## EXTRACTED DATA
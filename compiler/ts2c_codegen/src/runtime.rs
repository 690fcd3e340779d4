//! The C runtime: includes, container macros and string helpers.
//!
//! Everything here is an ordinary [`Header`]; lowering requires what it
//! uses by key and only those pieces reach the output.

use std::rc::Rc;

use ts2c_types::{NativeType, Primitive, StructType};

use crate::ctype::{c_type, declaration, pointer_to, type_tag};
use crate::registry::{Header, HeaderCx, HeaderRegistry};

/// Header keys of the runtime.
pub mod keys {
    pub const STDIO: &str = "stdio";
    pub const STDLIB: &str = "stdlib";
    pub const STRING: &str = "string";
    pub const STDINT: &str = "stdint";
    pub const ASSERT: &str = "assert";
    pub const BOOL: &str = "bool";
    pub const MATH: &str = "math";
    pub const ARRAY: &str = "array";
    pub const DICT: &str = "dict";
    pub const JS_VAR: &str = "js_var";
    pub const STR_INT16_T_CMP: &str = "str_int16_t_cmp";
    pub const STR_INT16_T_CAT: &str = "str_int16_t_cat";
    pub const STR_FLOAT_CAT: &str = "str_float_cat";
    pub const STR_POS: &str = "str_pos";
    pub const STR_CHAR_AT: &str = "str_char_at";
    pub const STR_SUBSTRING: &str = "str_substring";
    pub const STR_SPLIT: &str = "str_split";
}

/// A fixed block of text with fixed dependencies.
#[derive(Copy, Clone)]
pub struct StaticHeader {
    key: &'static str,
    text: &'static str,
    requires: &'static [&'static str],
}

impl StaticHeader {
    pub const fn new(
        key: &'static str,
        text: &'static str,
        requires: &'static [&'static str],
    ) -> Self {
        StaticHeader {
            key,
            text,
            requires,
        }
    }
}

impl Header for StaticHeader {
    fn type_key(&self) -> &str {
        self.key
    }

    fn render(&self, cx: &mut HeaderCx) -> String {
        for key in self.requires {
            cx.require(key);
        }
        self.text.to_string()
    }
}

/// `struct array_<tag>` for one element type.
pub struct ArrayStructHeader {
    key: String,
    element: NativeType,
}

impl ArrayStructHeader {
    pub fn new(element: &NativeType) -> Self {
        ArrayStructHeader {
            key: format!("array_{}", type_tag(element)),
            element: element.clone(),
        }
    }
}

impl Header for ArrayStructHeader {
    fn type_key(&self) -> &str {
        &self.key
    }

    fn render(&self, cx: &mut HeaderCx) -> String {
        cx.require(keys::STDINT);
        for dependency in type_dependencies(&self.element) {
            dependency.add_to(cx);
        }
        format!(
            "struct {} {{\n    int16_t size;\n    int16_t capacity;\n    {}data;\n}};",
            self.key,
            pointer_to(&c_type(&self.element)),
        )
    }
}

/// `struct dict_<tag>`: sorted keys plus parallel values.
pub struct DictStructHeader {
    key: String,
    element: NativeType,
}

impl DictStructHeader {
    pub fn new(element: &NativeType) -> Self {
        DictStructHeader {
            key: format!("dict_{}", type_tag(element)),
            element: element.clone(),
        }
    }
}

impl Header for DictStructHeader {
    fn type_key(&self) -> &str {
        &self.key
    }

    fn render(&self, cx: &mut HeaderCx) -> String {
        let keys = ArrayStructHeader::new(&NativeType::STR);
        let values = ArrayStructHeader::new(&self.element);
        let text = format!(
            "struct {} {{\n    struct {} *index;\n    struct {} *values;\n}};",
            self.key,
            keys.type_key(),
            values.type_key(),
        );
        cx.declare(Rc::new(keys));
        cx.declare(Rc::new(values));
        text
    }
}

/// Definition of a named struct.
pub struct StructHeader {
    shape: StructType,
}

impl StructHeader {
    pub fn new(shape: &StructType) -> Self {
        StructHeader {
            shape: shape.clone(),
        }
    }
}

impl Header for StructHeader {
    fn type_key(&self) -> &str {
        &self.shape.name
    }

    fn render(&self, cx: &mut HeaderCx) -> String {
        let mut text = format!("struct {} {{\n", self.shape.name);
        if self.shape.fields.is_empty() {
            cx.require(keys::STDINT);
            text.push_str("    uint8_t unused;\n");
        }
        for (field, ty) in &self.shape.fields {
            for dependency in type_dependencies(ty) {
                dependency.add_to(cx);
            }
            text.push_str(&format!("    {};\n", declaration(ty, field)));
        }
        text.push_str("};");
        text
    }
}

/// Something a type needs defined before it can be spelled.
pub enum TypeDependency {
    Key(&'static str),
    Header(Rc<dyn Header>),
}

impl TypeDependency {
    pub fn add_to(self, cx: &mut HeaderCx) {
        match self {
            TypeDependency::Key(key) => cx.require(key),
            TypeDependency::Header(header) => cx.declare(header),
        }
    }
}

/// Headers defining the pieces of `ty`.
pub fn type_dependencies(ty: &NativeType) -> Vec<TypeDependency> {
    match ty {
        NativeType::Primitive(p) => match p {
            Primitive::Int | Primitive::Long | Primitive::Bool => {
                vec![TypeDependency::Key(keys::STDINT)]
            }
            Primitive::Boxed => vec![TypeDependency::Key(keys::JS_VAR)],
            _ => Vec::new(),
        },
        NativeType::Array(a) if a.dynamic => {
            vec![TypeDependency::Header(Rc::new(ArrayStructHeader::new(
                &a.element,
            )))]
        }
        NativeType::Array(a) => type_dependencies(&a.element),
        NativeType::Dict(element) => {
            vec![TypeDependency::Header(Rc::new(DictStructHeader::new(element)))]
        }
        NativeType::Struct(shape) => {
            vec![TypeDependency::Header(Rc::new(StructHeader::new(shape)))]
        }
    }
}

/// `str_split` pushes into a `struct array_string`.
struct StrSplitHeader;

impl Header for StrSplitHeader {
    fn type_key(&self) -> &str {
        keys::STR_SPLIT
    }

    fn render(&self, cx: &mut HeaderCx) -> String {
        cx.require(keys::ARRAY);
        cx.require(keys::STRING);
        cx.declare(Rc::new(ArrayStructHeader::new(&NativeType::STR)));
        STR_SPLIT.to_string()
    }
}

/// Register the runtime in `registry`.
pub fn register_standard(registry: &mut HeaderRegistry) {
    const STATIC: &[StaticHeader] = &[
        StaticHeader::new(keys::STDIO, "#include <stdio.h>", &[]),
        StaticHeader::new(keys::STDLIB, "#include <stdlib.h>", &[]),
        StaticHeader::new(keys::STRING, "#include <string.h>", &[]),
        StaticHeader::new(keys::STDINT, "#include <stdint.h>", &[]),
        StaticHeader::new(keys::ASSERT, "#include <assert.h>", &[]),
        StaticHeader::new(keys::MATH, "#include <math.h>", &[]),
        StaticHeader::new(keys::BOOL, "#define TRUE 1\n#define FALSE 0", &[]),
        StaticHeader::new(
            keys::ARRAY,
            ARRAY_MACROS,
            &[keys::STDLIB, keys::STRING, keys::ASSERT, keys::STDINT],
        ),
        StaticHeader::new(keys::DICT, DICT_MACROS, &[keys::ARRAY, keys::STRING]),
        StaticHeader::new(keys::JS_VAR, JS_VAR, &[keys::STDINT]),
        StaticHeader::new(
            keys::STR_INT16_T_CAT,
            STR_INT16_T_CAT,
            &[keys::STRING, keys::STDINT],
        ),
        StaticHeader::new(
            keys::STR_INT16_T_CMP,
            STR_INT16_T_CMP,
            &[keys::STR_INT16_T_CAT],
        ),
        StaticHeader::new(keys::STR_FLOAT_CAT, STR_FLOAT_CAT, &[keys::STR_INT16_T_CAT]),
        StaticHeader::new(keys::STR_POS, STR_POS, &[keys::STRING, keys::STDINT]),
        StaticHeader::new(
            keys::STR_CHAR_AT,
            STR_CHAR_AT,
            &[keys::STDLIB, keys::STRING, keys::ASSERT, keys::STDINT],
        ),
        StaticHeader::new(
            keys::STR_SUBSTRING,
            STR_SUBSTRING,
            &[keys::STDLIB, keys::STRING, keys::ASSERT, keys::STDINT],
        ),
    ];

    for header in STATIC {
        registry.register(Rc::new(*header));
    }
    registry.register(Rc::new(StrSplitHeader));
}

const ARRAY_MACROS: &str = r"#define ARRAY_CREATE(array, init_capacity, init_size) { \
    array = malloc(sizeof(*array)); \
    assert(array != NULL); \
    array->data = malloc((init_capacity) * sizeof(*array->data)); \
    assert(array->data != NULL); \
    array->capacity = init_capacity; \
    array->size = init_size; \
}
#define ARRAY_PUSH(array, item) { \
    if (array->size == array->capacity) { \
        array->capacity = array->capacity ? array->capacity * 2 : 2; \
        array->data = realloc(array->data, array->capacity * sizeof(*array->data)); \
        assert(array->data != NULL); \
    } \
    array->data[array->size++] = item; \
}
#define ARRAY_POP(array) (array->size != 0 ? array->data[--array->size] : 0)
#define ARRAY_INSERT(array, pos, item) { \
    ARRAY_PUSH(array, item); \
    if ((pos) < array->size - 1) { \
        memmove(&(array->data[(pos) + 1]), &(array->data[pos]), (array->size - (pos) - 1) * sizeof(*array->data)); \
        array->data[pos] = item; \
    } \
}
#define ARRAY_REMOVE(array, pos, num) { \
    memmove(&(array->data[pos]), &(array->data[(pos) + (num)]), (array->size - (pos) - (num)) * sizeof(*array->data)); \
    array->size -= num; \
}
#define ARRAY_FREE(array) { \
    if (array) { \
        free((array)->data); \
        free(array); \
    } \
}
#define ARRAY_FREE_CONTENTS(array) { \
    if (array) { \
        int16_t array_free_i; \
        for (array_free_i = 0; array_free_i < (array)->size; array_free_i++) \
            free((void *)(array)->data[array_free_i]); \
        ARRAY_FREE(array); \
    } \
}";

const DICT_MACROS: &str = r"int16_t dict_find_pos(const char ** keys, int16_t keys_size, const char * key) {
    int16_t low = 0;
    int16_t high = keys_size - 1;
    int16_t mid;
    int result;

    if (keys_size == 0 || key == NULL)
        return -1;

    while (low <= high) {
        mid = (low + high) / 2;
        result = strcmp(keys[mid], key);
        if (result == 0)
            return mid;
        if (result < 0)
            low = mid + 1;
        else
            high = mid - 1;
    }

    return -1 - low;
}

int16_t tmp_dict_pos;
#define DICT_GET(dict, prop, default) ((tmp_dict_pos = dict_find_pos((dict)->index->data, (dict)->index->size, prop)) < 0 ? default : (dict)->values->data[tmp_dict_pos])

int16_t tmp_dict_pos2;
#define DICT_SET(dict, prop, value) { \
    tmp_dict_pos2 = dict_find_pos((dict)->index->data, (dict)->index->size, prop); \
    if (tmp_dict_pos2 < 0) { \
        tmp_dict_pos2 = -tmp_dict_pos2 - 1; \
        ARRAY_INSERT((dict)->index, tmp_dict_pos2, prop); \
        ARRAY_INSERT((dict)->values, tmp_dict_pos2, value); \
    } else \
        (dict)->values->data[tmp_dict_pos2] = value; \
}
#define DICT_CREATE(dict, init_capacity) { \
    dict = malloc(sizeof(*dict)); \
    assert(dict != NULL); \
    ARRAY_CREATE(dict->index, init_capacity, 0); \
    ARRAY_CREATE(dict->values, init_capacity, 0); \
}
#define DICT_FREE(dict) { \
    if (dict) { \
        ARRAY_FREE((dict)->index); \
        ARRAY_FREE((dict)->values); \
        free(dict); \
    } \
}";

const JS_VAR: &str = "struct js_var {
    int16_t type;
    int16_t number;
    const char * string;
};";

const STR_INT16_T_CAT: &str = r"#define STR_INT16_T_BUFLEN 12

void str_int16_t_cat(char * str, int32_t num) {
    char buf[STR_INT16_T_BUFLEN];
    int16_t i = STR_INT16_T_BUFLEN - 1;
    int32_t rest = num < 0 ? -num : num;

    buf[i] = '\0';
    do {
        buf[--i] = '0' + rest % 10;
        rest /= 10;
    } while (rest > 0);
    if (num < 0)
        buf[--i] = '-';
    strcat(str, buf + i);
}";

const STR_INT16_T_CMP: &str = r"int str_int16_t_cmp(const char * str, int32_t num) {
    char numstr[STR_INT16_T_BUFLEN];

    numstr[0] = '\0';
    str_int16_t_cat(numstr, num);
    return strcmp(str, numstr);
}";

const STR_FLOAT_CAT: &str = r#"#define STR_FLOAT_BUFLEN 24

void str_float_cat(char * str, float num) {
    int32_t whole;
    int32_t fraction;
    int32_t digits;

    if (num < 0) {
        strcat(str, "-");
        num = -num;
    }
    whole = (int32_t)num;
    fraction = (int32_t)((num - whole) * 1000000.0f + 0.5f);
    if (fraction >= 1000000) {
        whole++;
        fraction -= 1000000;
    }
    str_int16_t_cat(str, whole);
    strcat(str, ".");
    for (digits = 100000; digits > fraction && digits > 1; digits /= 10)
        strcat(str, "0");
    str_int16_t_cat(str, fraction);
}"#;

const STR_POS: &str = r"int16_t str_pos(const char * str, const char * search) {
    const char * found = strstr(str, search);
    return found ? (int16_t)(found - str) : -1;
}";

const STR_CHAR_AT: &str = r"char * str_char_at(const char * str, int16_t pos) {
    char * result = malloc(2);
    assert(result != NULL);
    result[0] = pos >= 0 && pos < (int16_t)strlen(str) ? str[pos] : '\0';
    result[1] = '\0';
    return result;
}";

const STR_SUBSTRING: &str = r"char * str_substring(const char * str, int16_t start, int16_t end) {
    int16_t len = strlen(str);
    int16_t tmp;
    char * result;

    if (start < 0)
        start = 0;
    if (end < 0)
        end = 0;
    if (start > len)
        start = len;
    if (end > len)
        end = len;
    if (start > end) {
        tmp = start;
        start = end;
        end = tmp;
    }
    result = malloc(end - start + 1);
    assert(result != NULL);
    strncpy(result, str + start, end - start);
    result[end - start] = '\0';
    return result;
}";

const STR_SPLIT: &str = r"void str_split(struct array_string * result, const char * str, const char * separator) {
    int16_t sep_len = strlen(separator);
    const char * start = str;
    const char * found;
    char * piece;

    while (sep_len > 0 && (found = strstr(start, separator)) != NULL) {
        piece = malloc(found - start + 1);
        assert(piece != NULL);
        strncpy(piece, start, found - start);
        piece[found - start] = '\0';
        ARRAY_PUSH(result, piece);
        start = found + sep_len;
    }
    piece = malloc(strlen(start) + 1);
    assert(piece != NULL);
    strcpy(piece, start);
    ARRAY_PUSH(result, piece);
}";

## WHAT IS EXPECTED
Please transcribe the data above without changes, from its first line to its "impl Header for StaticHeader" line, and leave out anything past that.

## ANSWER SPACE
filename compiler/ts2c_codegen/src/runtime.rs
repository 690fcd3e340779d4
//! The C runtime: includes, container macros and string helpers.
//!
//! Everything here is an ordinary [`Header`]; lowering requires what it
//! uses by key and only those pieces reach the output.

use std::rc::Rc;

use ts2c_types::{NativeType, Primitive, StructType};

use crate::ctype::{c_type, declaration, pointer_to, type_tag};
use crate::registry::{Header, HeaderCx, HeaderRegistry};

/// Header keys of the runtime.
pub mod keys {
    pub const STDIO: &str = "stdio";
    pub const STDLIB: &str = "stdlib";
    pub const STRING: &str = "string";
    pub const STDINT: &str = "stdint";
    pub const ASSERT: &str = "assert";
    pub const BOOL: &str = "bool";
    pub const MATH: &str = "math";
    pub const ARRAY: &str = "array";
    pub const DICT: &str = "dict";
    pub const JS_VAR: &str = "js_var";
    pub const STR_INT16_T_CMP: &str = "str_int16_t_cmp";
    pub const STR_INT16_T_CAT: &str = "str_int16_t_cat";
    pub const STR_FLOAT_CAT: &str = "str_float_cat";
    pub const STR_POS: &str = "str_pos";
    pub const STR_CHAR_AT: &str = "str_char_at";
    pub const STR_SUBSTRING: &str = "str_substring";
    pub const STR_SPLIT: &str = "str_split";
}

/// A fixed block of text with fixed dependencies.
#[derive(Copy, Clone)]
pub struct StaticHeader {
    key: &'static str,
    text: &'static str,
    requires: &'static [&'static str],
}

impl StaticHeader {
    pub const fn new(
        key: &'static str,
        text: &'static str,
        requires: &'static [&'static str],
    ) -> Self {
        StaticHeader {
            key,
            text,
            requires,
        }
    }
}

impl Header for StaticHeader {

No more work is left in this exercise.